Shanghai, China
China Design at the Victoria & Albert Museum
June 09, 2008
by
Liz Colville
The Victorian & Albert Museum in London is currently honoring Chinese designers with “China Design Now,” focusing on the cities of Beijing, Shanghai, and Shenzhen. We explore the latest in Chinese design and its position in the global cultural and economic landscape.
Made in China
“‘Made in China’ has become a familiar tag, but the spectacular creative energy in modern China is barely known,” note the curators of the V&A’s “China Design Now,” running at the London museum from March 15 to July 13. China is often in the news lately, because of the upcoming Beijing Olympics, tensions with Tibet and the devastating earthquake it experienced in May. This exhibit offers a look at another China, one of modern artistic expression that mingles Eastern and Western ideas.
Source: The Victoria & Albert Museum Online
For many Westerners, thinking about China conjures up an image of the factories that produce most of the objects we use in everyday life—toys, utensils, clothing. Last year, bestselling author Jonathan Franzen decided to explore the truth behind the image. Franzen wanted to know about the process in which his golf club cover, a stuffed puffin, was “made in China.” When he met with toy factory workers and owners in China, he was confronted again and again with references to the United States as “tired and old,” dependent as it is on the manufactured goods of other countries such as China. Listen to an audio interview about his journey.
Source: The New Yorker
Cultural Renaissance
China uses design to connect with other cultures in ways that are provocative and beautiful. Even mired as it is by politics, the Beijing Olympics provide an opportunity for the world to observe what China has been building, and thus, to witness the country asserting its individuality. Browse the Beijing section of the V&A exhibition site for artists’ renditions of the buildings being erected in time for the Olympics.
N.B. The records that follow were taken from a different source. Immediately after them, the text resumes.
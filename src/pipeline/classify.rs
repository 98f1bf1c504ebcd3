//! Reference-range classification of extracted values.
//!
//! Each clinical category owns a fixed two-sided band. Values strictly
//! outside the normal band are `low`/`high`; values strictly beyond the
//! critical bound on that side escalate to `critical`. Cholesterol is the
//! exception: a one-sided scale whose bounds are inclusive.

use serde::{Deserialize, Serialize};

use crate::models::ValueStatus;

#[derive(Debug, Clone, Copy, PartialEq, Eq, Hash, Serialize, Deserialize)]
#[serde(rename_all = "snake_case")]
pub enum ClinicalCategory {
    /// mg/dL
    Glucose,
    /// g/dL
    Hemoglobin,
    /// mg/dL, total
    Cholesterol,
    /// cells/μL
    WhiteBloodCells,
    /// million cells/μL
    RedBloodCells,
    /// /μL
    Platelets,
    /// bpm
    HeartRate,
    /// °F after conversion
    Temperature,
}

/// One row of the reference table.
#[derive(Debug, Clone, Copy, PartialEq)]
pub struct ReferenceBand {
    pub normal_low: Option<f64>,
    pub normal_high: Option<f64>,
    pub critical_low: Option<f64>,
    pub critical_high: Option<f64>,
    /// When set, a value equal to `normal_high` is already high and a value
    /// equal to `critical_high` is already critical.
    pub upper_inclusive: bool,
}

impl ReferenceBand {
    const fn two_sided(low: f64, high: f64, critical_low: f64, critical_high: f64) -> Self {
        Self {
            normal_low: Some(low),
            normal_high: Some(high),
            critical_low: Some(critical_low),
            critical_high: Some(critical_high),
            upper_inclusive: false,
        }
    }

    pub fn classify(&self, value: f64) -> ValueStatus {
        if let Some(low) = self.normal_low {
            if value < low {
                return match self.critical_low {
                    Some(critical) if value < critical => ValueStatus::Critical,
                    _ => ValueStatus::Low,
                };
            }
        }

        if let Some(high) = self.normal_high {
            let above = |bound: f64| {
                if self.upper_inclusive {
                    value >= bound
                } else {
                    value > bound
                }
            };
            if above(high) {
                return match self.critical_high {
                    Some(critical) if above(critical) => ValueStatus::Critical,
                    _ => ValueStatus::High,
                };
            }
        }

        ValueStatus::Normal
    }
}

impl ClinicalCategory {
    pub const ALL: [ClinicalCategory; 8] = [
        ClinicalCategory::Glucose,
        ClinicalCategory::Hemoglobin,
        ClinicalCategory::Cholesterol,
        ClinicalCategory::WhiteBloodCells,
        ClinicalCategory::RedBloodCells,
        ClinicalCategory::Platelets,
        ClinicalCategory::HeartRate,
        ClinicalCategory::Temperature,
    ];

    pub fn reference_band(self) -> ReferenceBand {
        match self {
            ClinicalCategory::Glucose => ReferenceBand::two_sided(70.0, 100.0, 54.0, 180.0),
            ClinicalCategory::Hemoglobin => ReferenceBand::two_sided(12.0, 16.0, 8.0, 20.0),
            ClinicalCategory::Cholesterol => ReferenceBand {
                normal_low: None,
                normal_high: Some(200.0),
                critical_low: None,
                critical_high: Some(240.0),
                upper_inclusive: true,
            },
            ClinicalCategory::WhiteBloodCells => {
                ReferenceBand::two_sided(4_000.0, 11_000.0, 2_000.0, 20_000.0)
            }
            ClinicalCategory::RedBloodCells => ReferenceBand::two_sided(4.2, 5.4, 3.0, 6.5),
            ClinicalCategory::Platelets => {
                ReferenceBand::two_sided(150_000.0, 450_000.0, 50_000.0, 1_000_000.0)
            }
            ClinicalCategory::HeartRate => ReferenceBand::two_sided(60.0, 100.0, 40.0, 150.0),
            ClinicalCategory::Temperature => ReferenceBand::two_sided(97.0, 100.4, 95.0, 104.0),
        }
    }

    /// Display label stored alongside the value.
    pub fn normal_range_label(self) -> &'static str {
        match self {
            ClinicalCategory::Glucose => "70-100 mg/dL",
            ClinicalCategory::Hemoglobin => "12-16 g/dL",
            ClinicalCategory::Cholesterol => "<200 mg/dL",
            ClinicalCategory::WhiteBloodCells => "4,000-11,000/μL",
            ClinicalCategory::RedBloodCells => "4.2-5.4 million/μL",
            ClinicalCategory::Platelets => "150,000-450,000/μL",
            ClinicalCategory::HeartRate => "60-100 bpm",
            ClinicalCategory::Temperature => "98.6°F (37°C)",
        }
    }
}

/// Classify a value already expressed in the category's reference unit.
pub fn classify(category: ClinicalCategory, value: f64) -> ValueStatus {
    category.reference_band().classify(value)
}

/// Classify a value using the unit token it was extracted with.
/// Temperatures whose unit contains "c" are treated as Celsius. No other
/// category is converted: `5.6 mmol/l` glucose or `7.5 k/ul` white cells are
/// compared against the mg/dL and per-μL bands as-is.
pub fn classify_with_unit(category: ClinicalCategory, value: f64, unit: &str) -> ValueStatus {
    match category {
        ClinicalCategory::Temperature => classify(category, to_fahrenheit(value, unit)),
        _ => classify(category, value),
    }
}

fn to_fahrenheit(value: f64, unit: &str) -> f64 {
    if unit.to_lowercase().contains('c') {
        value * 9.0 / 5.0 + 32.0
    } else {
        value
    }
}
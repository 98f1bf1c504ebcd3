use std::sync::LazyLock;

use regex::Regex;
use tracing::{debug, warn};

use super::ExtractionError;
use crate::config::AnalyteSpec;
use crate::models::MedicalValue;
use crate::pipeline::classify::{classify_with_unit, ClinicalCategory};

/// Plain or thousands-grouped number with optional decimals.
const NUMBER: &str = r"((?:\d{1,3}(?:,\d{3})+|\d+)(?:\.\d+)?)";

static BLOOD_PRESSURE: LazyLock<Regex> = LazyLock::new(|| {
    Regex::new(r"(?i)\bblood\s+pressure:?\s*(\d+)\s*/\s*(\d+)").expect("Invalid blood pressure regex")
});

#[derive(Clone)]
struct UnitPattern {
    unit: String,
    regex: Regex,
}

/// Precompiled `term :? number unit` search over a synonym × unit product.
///
/// Pairs are kept in priority order (terms outer, units inner) and tried in
/// that order, so the first declared synonym wins even when a later one
/// occurs earlier in the text.
#[derive(Clone)]
pub struct ValuePattern {
    pairs: Vec<UnitPattern>,
}

impl ValuePattern {
    pub fn compile<T, U>(terms: &[T], units: &[U]) -> Result<Self, ExtractionError>
    where
        T: AsRef<str>,
        U: AsRef<str>,
    {
        let mut pairs = Vec::with_capacity(terms.len() * units.len());
        for term in terms {
            let term = term.as_ref();
            for unit in units {
                let unit = unit.as_ref();
                let regex = Regex::new(&pair_pattern(term, unit)).map_err(|source| {
                    ExtractionError::InvalidPattern {
                        term: term.to_string(),
                        unit: unit.to_string(),
                        source,
                    }
                })?;
                pairs.push(UnitPattern {
                    unit: unit.to_string(),
                    regex,
                });
            }
        }
        Ok(Self { pairs })
    }

    /// First pair that matches with a parseable number. The stored unit is
    /// the table spelling, not the document's.
    pub fn find(&self, text: &str) -> Option<MedicalValue> {
        for pair in &self.pairs {
            let Some(caps) = pair.regex.captures(text) else {
                continue;
            };
            match parse_number(&caps[1]) {
                Some(value) => return Some(MedicalValue::new(value, pair.unit.as_str())),
                None => debug!(raw = &caps[1], unit = %pair.unit, "Unparseable numeric capture skipped"),
            }
        }
        None
    }
}

fn pair_pattern(term: &str, unit: &str) -> String {
    let term_pattern = term
        .split_whitespace()
        .map(regex::escape)
        .collect::<Vec<_>>()
        .join(r"\s+");
    let lead = if term.starts_with(|c: char| c.is_alphanumeric()) {
        r"\b"
    } else {
        ""
    };
    // "in" must not match the head of "inches", nor "f" the head of "for".
    let trail = if unit.ends_with(|c: char| c.is_alphanumeric()) {
        r"\b"
    } else {
        ""
    };
    format!(
        r"(?i){lead}{term_pattern}:?\s*{NUMBER}\s*{}{trail}",
        regex::escape(unit)
    )
}

fn parse_number(raw: &str) -> Option<f64> {
    raw.replace(',', "")
        .parse::<f64>()
        .ok()
        .filter(|v| v.is_finite())
}

/// Find the first `term value unit` triple in `text`.
///
/// Convenience form that compiles the patterns per call; repeated callers
/// should hold a [`ValuePattern`] instead.
pub fn extract_value_with_unit<T, U>(text: &str, terms: &[T], units: &[U]) -> Option<MedicalValue>
where
    T: AsRef<str>,
    U: AsRef<str>,
{
    match ValuePattern::compile(terms, units) {
        Ok(pattern) => pattern.find(text),
        Err(e) => {
            warn!(error = %e, "Skipping value extraction");
            None
        }
    }
}

/// Systolic/diastolic reading, kept as the literal ratio.
pub fn extract_blood_pressure(text: &str) -> Option<String> {
    let caps = BLOOD_PRESSURE.captures(text)?;
    Some(format!("{}/{}", &caps[1], &caps[2]))
}

/// An analyte table entry with its patterns compiled.
#[derive(Clone)]
pub struct CompiledAnalyte {
    pub key: String,
    pub category: Option<ClinicalCategory>,
    pattern: ValuePattern,
}

impl CompiledAnalyte {
    pub fn compile(spec: &AnalyteSpec) -> Result<Self, ExtractionError> {
        if spec.terms.is_empty() || spec.units.is_empty() {
            return Err(ExtractionError::EmptyTable(spec.key.clone()));
        }
        Ok(Self {
            key: spec.key.clone(),
            category: spec.category,
            pattern: ValuePattern::compile(spec.terms.as_slice(), spec.units.as_slice())?,
        })
    }

    pub fn compile_all(specs: &[AnalyteSpec]) -> Result<Vec<Self>, ExtractionError> {
        specs.iter().map(Self::compile).collect()
    }

    /// Extract and, for classified analytes, attach range label and status.
    /// Only temperature is converted; any other reading is compared against
    /// the category's reference band as stored, whatever its unit.
    pub fn extract(&self, lowered: &str) -> Option<MedicalValue> {
        let found = self.pattern.find(lowered)?;
        let Some(category) = self.category else {
            return Some(found);
        };
        let Some(value) = found.value.as_f64() else {
            return Some(found);
        };
        let status = classify_with_unit(category, value, &found.unit);
        Some(
            found
                .with_normal_range(category.normal_range_label())
                .with_status(status),
        )
    }
}
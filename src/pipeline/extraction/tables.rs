//! Built-in synonym and unit tables.
//!
//! Order is significant in both lists: earlier synonyms win over later ones,
//! and for a given synonym earlier units win over later ones. Entries must be
//! lowercase because matching runs over lowercased text.

use std::sync::LazyLock;

use super::values::CompiledAnalyte;
use crate::config::AnalyteSpec;
use crate::pipeline::classify::ClinicalCategory;

static COMPILED_LAB: LazyLock<Vec<CompiledAnalyte>> = LazyLock::new(|| {
    CompiledAnalyte::compile_all(&default_lab_analytes()).expect("Built-in lab table must compile")
});

static COMPILED_VITALS: LazyLock<Vec<CompiledAnalyte>> = LazyLock::new(|| {
    CompiledAnalyte::compile_all(&default_vital_signs()).expect("Built-in vitals table must compile")
});

/// Built-in lab table, compiled once per process.
pub fn compiled_lab_analytes() -> &'static [CompiledAnalyte] {
    &COMPILED_LAB
}

/// Built-in vitals table, compiled once per process.
pub fn compiled_vital_signs() -> &'static [CompiledAnalyte] {
    &COMPILED_VITALS
}

pub fn default_lab_analytes() -> Vec<AnalyteSpec> {
    vec![
        AnalyteSpec::new(
            "glucose",
            &["glucose", "blood glucose", "fasting glucose"],
            &["mg/dl", "mg/l", "mmol/l"],
            Some(ClinicalCategory::Glucose),
        ),
        AnalyteSpec::new(
            "hemoglobin",
            &["hemoglobin", "hgb", "hb"],
            &["g/dl", "g/l"],
            Some(ClinicalCategory::Hemoglobin),
        ),
        AnalyteSpec::new(
            "cholesterol",
            &["cholesterol", "total cholesterol"],
            &["mg/dl", "mg/l", "mmol/l"],
            Some(ClinicalCategory::Cholesterol),
        ),
        AnalyteSpec::new(
            "whiteBloodCells",
            &["white blood cells", "wbc", "leukocytes"],
            &["/μl", "/ul", "k/ul", "x10³/μl"],
            Some(ClinicalCategory::WhiteBloodCells),
        ),
        AnalyteSpec::new(
            "redBloodCells",
            &["red blood cells", "rbc", "erythrocytes"],
            &["million/μl", "m/ul", "x10⁶/μl"],
            Some(ClinicalCategory::RedBloodCells),
        ),
        AnalyteSpec::new(
            "platelets",
            &["platelets", "plt"],
            &["/μl", "/ul", "k/ul", "x10³/μl"],
            Some(ClinicalCategory::Platelets),
        ),
    ]
}

pub fn default_vital_signs() -> Vec<AnalyteSpec> {
    vec![
        AnalyteSpec::new(
            "heartRate",
            &["heart rate", "pulse", "hr"],
            &["bpm", "beats/min"],
            Some(ClinicalCategory::HeartRate),
        ),
        AnalyteSpec::new(
            "temperature",
            &["temperature", "temp"],
            &["°f", "°c", "f", "c"],
            Some(ClinicalCategory::Temperature),
        ),
        AnalyteSpec::new("weight", &["weight", "wt"], &["kg", "lbs", "lb", "pounds"], None),
        AnalyteSpec::new(
            "height",
            &["height", "ht"],
            &["cm", "in", "inches", "ft", "feet"],
            None,
        ),
    ]
}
Source: Victoria & Albert Museum
The PDF-format “Chronology” from the V&A exhibit provides a year-by-year overview of political, economic and cultural milestones. The 1980s marked a cultural renaissance for China, with the founding of such art movements as Ambiguous Poetry and the dissemination of New Wave principles in the country.
Source: The Victorian & Albert Museum Online [PDF]
If Beijing is about function, Shanghai, “the Paris of the Orient” is about romance. The setting of Wong Kar-Wai’s “In the Mood for Love” and a hub of interior and fashion design, Shanghai is a haven for artistic types who are “striving to balance commercial pressures with a unique creative vision.”
Source: The Victorian & Albert Museum Online
China Looks Outside and Toward the Sky
Design in China thrives on connectivity and collaboration. Groups like the Alternative Archives and the China-U.S. Center for Sustainable Development cross borders with global exhibitions. Alternative Archives is an online and offline haven for film, art, design and music. It creates and promotes exhibits that are shown all over the world, and offers digital materials to the public on their Web site. Browse the “News” section of the site to see the group’s projects.
Source: Alternative Archives
China is transforming its skylines in eye-catching ways, enhancing its image both within the country and to international visitors. World Architects, a database of architecture firms, designers and their projects, provides a list of some of the top firms in China. These firms work on residences, public buildings, office buildings, college campus buildings and more. Many of these, like the Amateur Architecture Studio emphasize youth and energy, and a blending of old with new. Behind some very untraditional structures are often very traditional principles. Amateur Architecture Studio’s goal is “to design a house instead of a building.” That “house” might actually be a café and gallery space, but at its foundation is something familiar, safe, and “thoughtful.”